Compartilhar conteúdo:

Líderes do movimento grevista dos policiais militares da Bahia foram capturados por escutas telefônicas nos momentos em que discutiam estratégias.

Autorizadas pela justiça, as escutas revelam dois momentos distintos, que estranhamente foram confundidos pela imprensa nacional, mas que precisam ser separados.

“No primeiro trecho [conforme matéria do G1], o presidente de uma associação que reúne bombeiros e policiais baianos, Marco Prisco, combina uma ação de vandalismo com um de seus liderados. Prisco nega ter participado de atos de violência.

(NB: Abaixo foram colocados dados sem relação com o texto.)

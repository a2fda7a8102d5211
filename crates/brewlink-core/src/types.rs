use crate::constants::{FIELD_SEPARATOR, NUMERIC_FIELD_COUNT};
use serde::{Deserialize, Serialize};
use std::fmt;

/// One decoded telemetry snapshot from the espresso controller.
///
/// Built exactly once per status frame and handed by value to whoever
/// consumes it. Fields appear here in wire order. Any numeric field whose
/// token failed to parse holds `0`; `firmware_version` is empty when the
/// frame carried none.
#[derive(Debug, Clone, Default, PartialEq, Serialize, Deserialize)]
pub struct MachineStatus {
    pub error_code: i64,
    pub flow_rate: f64,
    pub brew_boiler_pressure: f64,
    pub brew_boiler_temperature: f64,
    pub brew_head_temperature: f64,
    pub brew_pressure_level: i64,
    pub brew_boiler_water_level: i64,
    pub steam_run_status: i64,
    pub steam_boiler_pressure: f64,
    pub steam_boiler_temperature: f64,
    pub steam_milk_temperature: f64,
    pub steam_pressure_level: i64,
    pub hot_water_run_status: i64,
    pub hot_water_percent_level: i64,
    pub hot_water_temperature: f64,
    pub tray_position_state: i64,
    pub brew_handle_position_state: i64,
    pub hot_switch_position_state: i64,
    pub tray_high_level_state: i64,
    pub tray_low_level_state_1: i64,
    pub tray_low_level_state_2: i64,
    pub current_stage: i64,
    pub total_stage: i64,
    pub drink_making_flag: i64,
    pub liquid_adc: i64,
    pub liquid_weight: f64,
    pub firmware_version: String,
}

/// Whether a status slot is decoded as an integer or a float.
#[derive(Debug, Clone, Copy, PartialEq, Eq)]
pub enum FieldKind {
    Integer,
    Float,
    Text,
}

impl MachineStatus {
    /// Field names in wire order.
    pub const FIELD_NAMES: [&'static str; 27] = [
        "error_code",
        "flow_rate",
        "brew_boiler_pressure",
        "brew_boiler_temperature",
        "brew_head_temperature",
        "brew_pressure_level",
        "brew_boiler_water_level",
        "steam_run_status",
        "steam_boiler_pressure",
        "steam_boiler_temperature",
        "steam_milk_temperature",
        "steam_pressure_level",
        "hot_water_run_status",
        "hot_water_percent_level",
        "hot_water_temperature",
        "tray_position_state",
        "brew_handle_position_state",
        "hot_switch_position_state",
        "tray_high_level_state",
        "tray_low_level_state_1",
        "tray_low_level_state_2",
        "current_stage",
        "total_stage",
        "drink_making_flag",
        "liquid_adc",
        "liquid_weight",
        "firmware_version",
    ];

    /// Decoding kind of each slot, in wire order.
    pub const FIELD_KINDS: [FieldKind; 27] = {
        use FieldKind::{Float as F, Integer as I, Text as T};
        [
            I, F, F, F, F, I, I, I, F, F, F, I, I, I, F, I, I, I, I, I, I, I, I, I, I, F, T,
        ]
    };

    /// The 26 numeric slots as `f64`, in wire order.
    ///
    /// ```
    /// use brewlink_core::MachineStatus;
    ///
    /// let status = MachineStatus { flow_rate: 2.5, ..Default::default() };
    /// assert_eq!(status.numeric_values()[1], 2.5);
    /// ```
    #[must_use]
    pub fn numeric_values(&self) -> [f64; NUMERIC_FIELD_COUNT] {
        [
            self.error_code as f64,
            self.flow_rate,
            self.brew_boiler_pressure,
            self.brew_boiler_temperature,
            self.brew_head_temperature,
            self.brew_pressure_level as f64,
            self.brew_boiler_water_level as f64,
            self.steam_run_status as f64,
            self.steam_boiler_pressure,
            self.steam_boiler_temperature,
            self.steam_milk_temperature,
            self.steam_pressure_level as f64,
            self.hot_water_run_status as f64,
            self.hot_water_percent_level as f64,
            self.hot_water_temperature,
            self.tray_position_state as f64,
            self.brew_handle_position_state as f64,
            self.hot_switch_position_state as f64,
            self.tray_high_level_state as f64,
            self.tray_low_level_state_1 as f64,
            self.tray_low_level_state_2 as f64,
            self.current_stage as f64,
            self.total_stage as f64,
            self.drink_making_flag as f64,
            self.liquid_adc as f64,
            self.liquid_weight,
        ]
    }

    /// Render the payload part of a status frame (no marker, no terminator).
    ///
    /// Decoding the result yields a status equal to `self`.
    #[must_use]
    pub fn to_csv(&self) -> String {
        let numeric = self.numeric_values();
        let mut out = String::with_capacity(160);
        for (index, value) in numeric.iter().enumerate() {
            if index > 0 {
                out.push(FIELD_SEPARATOR);
            }
            match Self::FIELD_KINDS[index] {
                FieldKind::Integer => out.push_str(&(*value as i64).to_string()),
                _ => out.push_str(&value.to_string()),
            }
        }
        out.push(FIELD_SEPARATOR);
        out.push_str(&self.firmware_version);
        out
    }

    /// True while the controller reports a drink in progress.
    #[must_use]
    pub fn is_extracting(&self) -> bool {
        self.drink_making_flag != 0
    }

    /// True when the controller reports a non-zero error code.
    #[must_use]
    pub fn has_error(&self) -> bool {
        self.error_code != 0
    }
}

/// Lifecycle of the serial link, owned by the connection controller.
///
/// ```text
/// Disconnected -> Connecting -> Connected { reading } -> Disconnecting -> Disconnected
///                     |
///                     +-- open failed --> Disconnected
/// ```
#[derive(Debug, Clone, Copy, PartialEq, Eq, Hash, Serialize, Deserialize)]
#[serde(rename_all = "snake_case")]
pub enum ConnectionState {
    Disconnected,
    Connecting,
    /// Channel open. `reading` is false once the read loop has ended on its own.
    Connected { reading: bool },
    Disconnecting,
}

impl ConnectionState {
    #[must_use]
    pub fn is_connected(&self) -> bool {
        matches!(self, ConnectionState::Connected { .. })
    }
}

impl fmt::Display for ConnectionState {
    fn fmt(&self, f: &mut fmt::Formatter<'_>) -> fmt::Result {
        match self {
            ConnectionState::Disconnected => write!(f, "Disconnected"),
            ConnectionState::Connecting => write!(f, "Connecting"),
            ConnectionState::Connected { reading: true } => write!(f, "Connected"),
            ConnectionState::Connected { reading: false } => write!(f, "Connected (read stopped)"),
            ConnectionState::Disconnecting => write!(f, "Disconnecting"),
        }
    }
}

#[cfg(test)]
mod tests {
    use super::*;
    use rstest::rstest;

    fn sample() -> MachineStatus {
        MachineStatus {
            flow_rate: 1.5,
            brew_boiler_pressure: 9.2,
            brew_boiler_temperature: 93.4,
            current_stage: 2,
            total_stage: 3,
            drink_making_flag: 1,
            liquid_adc: 512,
            liquid_weight: 18.25,
            firmware_version: "V1.2.3".to_string(),
            ..Default::default()
        }
    }

    #[test]
    fn test_field_tables_agree() {
        assert_eq!(MachineStatus::FIELD_NAMES.len(), MachineStatus::FIELD_KINDS.len());
        assert_eq!(MachineStatus::FIELD_KINDS[26], FieldKind::Text);
        assert_eq!(
            MachineStatus::FIELD_KINDS
                .iter()
                .filter(|kind| **kind != FieldKind::Text)
                .count(),
            NUMERIC_FIELD_COUNT
        );
    }

    #[test]
    fn test_to_csv_layout() {
        let csv = sample().to_csv();
        let fields: Vec<&str> = csv.split(',').collect();

        assert_eq!(fields.len(), 27);
        assert_eq!(fields[0], "0");
        assert_eq!(fields[1], "1.5");
        assert_eq!(fields[3], "93.4");
        assert_eq!(fields[24], "512");
        assert_eq!(fields[25], "18.25");
        assert_eq!(fields[26], "V1.2.3");
    }

    #[test]
    fn test_default_is_zeroed() {
        let status = MachineStatus::default();
        assert!(status.numeric_values().iter().all(|v| *v == 0.0));
        assert!(status.firmware_version.is_empty());
        assert!(!status.is_extracting());
        assert!(!status.has_error());
    }

    #[test]
    fn test_serde_uses_field_names() {
        let json = serde_json::to_value(sample()).unwrap();
        for name in MachineStatus::FIELD_NAMES {
            assert!(json.get(name).is_some(), "missing {name}");
        }
    }

    #[rstest]
    #[case(ConnectionState::Disconnected, false, "Disconnected")]
    #[case(ConnectionState::Connecting, false, "Connecting")]
    #[case(ConnectionState::Connected { reading: true }, true, "Connected")]
    #[case(ConnectionState::Connected { reading: false }, true, "Connected (read stopped)")]
    #[case(ConnectionState::Disconnecting, false, "Disconnecting")]
    fn test_connection_state(
        #[case] state: ConnectionState,
        #[case] connected: bool,
        #[case] display: &str,
    ) {
        assert_eq!(state.is_connected(), connected);
        assert_eq!(state.to_string(), display);
    }
}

Leia abaixo um dos trechos de conversa:
– Prisco: Alô, oi. Desce toda a tropa pra cá meu amigo. Caesg e você. Desce todo mundo para Salvador, meu irmão… Tou lhe pedindo pelo Amor de Deus, desce todo mundo para cá…
– David SalomãoAgora?
– Prisco: Agora, agora. Embarque…
 David SalomãoEu vou queimar viatura… Eu vou queimar duas carretas agora na Rio/Bahia que não vai dar tempo…
– Prisco: fecha a BR aí meu irmão. Fecha a BR” (DO G1.com).

Trata-se, de fato, da organização de atividades criminosas. E contra isso não há questionamento, pois violência contra a sociedade não pode ser aceita como estratégia de movimento trabalhista.

No entanto, essa é apenas uma conversa, que apresenta dois interlocutores específicos. Nas demais ligações, há outras pessoas combinando meios de levar a greve para outros estados.

Reproduzo os outros trechos, a partir da matéria do site g1.com.

“Em outra gravação, quem aparece falando é o cabo bombeiro do Rio de Janeiro, Benevuto Daciolo. Ele já foi candidato a deputado estadual no Rio e foi um dos líderes do movimento grevista da corporação no ano passado.

Daciolo conversa com um homem a quem ele classifica de “importantíssimo” a respeito de uma possível votação da PEC 300, a emenda constitucional que garantiria um piso salarial único para bombeiros e policiais de todo o Brasil. Nesta conversa fica claro que o objetivo é estender a greve de policiais e bombeiros a Rio de Janeiro, São Paulo e outros estados com o objetivo de prejudicar o carnaval.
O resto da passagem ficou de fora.